Broad Street Baptist Church was a former Baptist Church in Nottingham from 1818 to 1901. The building is now occupied by the Revolution bar.

==History==

The church was established as a General Baptist Church in 1817 when a schism split the congregation of Stoney Street Baptist Church, and the ousted minister, Rev. Robert Smith, took his followers to set up a new church. New buildings were erected in Broad Street in 1818, and adjacent Sunday School buildings followed a few years later.

In 1842 the congregation received an invitation from the nearby George Street Particular Baptist Church suggesting a joint celebration of the 50th anniversary of the Particular Baptist Missionary Society. Although this didn't initially result in closer co-operation, further initiatives a few years later resulted in a closer working relationship with other Baptist groups through the Baptist Union.

The congregation sponsored the development of other Baptist Churches, and in 1859 contributed towards the building of Daybrook Baptist Church.

The chapel merged with Milton Street General Baptist chapel (later Mansfield Road Baptist Church) in 1901.

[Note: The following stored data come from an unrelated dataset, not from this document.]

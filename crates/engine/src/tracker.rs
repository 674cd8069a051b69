// SPDX-License-Identifier: BUSL-1.1
// Copyright (c) 2026 Alfred Jean LLC

//! Per-account discovery progress.

use chrono::{DateTime, Utc};
use hv_core::{AccountId, JobId};
use parking_lot::Mutex;
use std::collections::HashMap;

#[derive(Debug, Clone, PartialEq, Eq)]
pub enum DiscoveryState {
    /// The authorization job is queued or running.
    Discovering { job_id: JobId, since: DateTime<Utc> },
    Complete { job_id: JobId, at: DateTime<Utc> },
}

/// Tracks whether each account's area discovery has finished.
#[derive(Debug, Default)]
pub struct DiscoveryTracker {
    accounts: Mutex<HashMap<AccountId, DiscoveryState>>,
}

impl DiscoveryTracker {
    pub fn new() -> Self {
        Self::default()
    }

    /// Record that discovery started. A completed account is not reset.
    pub fn begin(&self, account: &AccountId, job_id: &JobId, at: DateTime<Utc>) {
        let mut accounts = self.accounts.lock();
        if matches!(accounts.get(account), Some(DiscoveryState::Complete { .. })) {
            return;
        }
        accounts.insert(
            account.clone(),
            DiscoveryState::Discovering { job_id: job_id.clone(), since: at },
        );
    }

    /// Mark complete. Returns false if it was already complete.
    pub fn complete(&self, account: &AccountId, job_id: &JobId, at: DateTime<Utc>) -> bool {
        let mut accounts = self.accounts.lock();
        let previous = accounts
            .insert(account.clone(), DiscoveryState::Complete { job_id: job_id.clone(), at });
        !matches!(previous, Some(DiscoveryState::Complete { .. }))
    }

    pub fn is_complete(&self, account: &AccountId) -> bool {
        matches!(self.state(account), Some(DiscoveryState::Complete { .. }))
    }

    pub fn state(&self, account: &AccountId) -> Option<DiscoveryState> {
        self.accounts.lock().get(account).cloned()
    }

    /// Accounts still discovering.
    pub fn pending(&self) -> Vec<AccountId> {
        let mut pending: Vec<_> = self
            .accounts
            .lock()
            .iter()
            .filter(|(_, s)| matches!(s, DiscoveryState::Discovering { .. }))
            .map(|(a, _)| a.clone())
            .collect();
        pending.sort();
        pending
    }
}

#[cfg(test)]
#[path = "tracker_tests.rs"]
mod tests;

The chapel was converted to a lace warehouse in 1903 by Hedley John Price, and then in the late 20th century to the Revolution bar. The Sunday School building became another bar, Muse.

==Ministers==
- Robert Smith
- Adam Smith
- Richard Ingham 1834 - 1838
- W.R. Stevenson 1851 - 1876

==Organ==

The church used stringed instruments until a harmonium was purchased in 1857. In 1869 a new pipe organ was installed by local builder Lloyd and Dudgeon.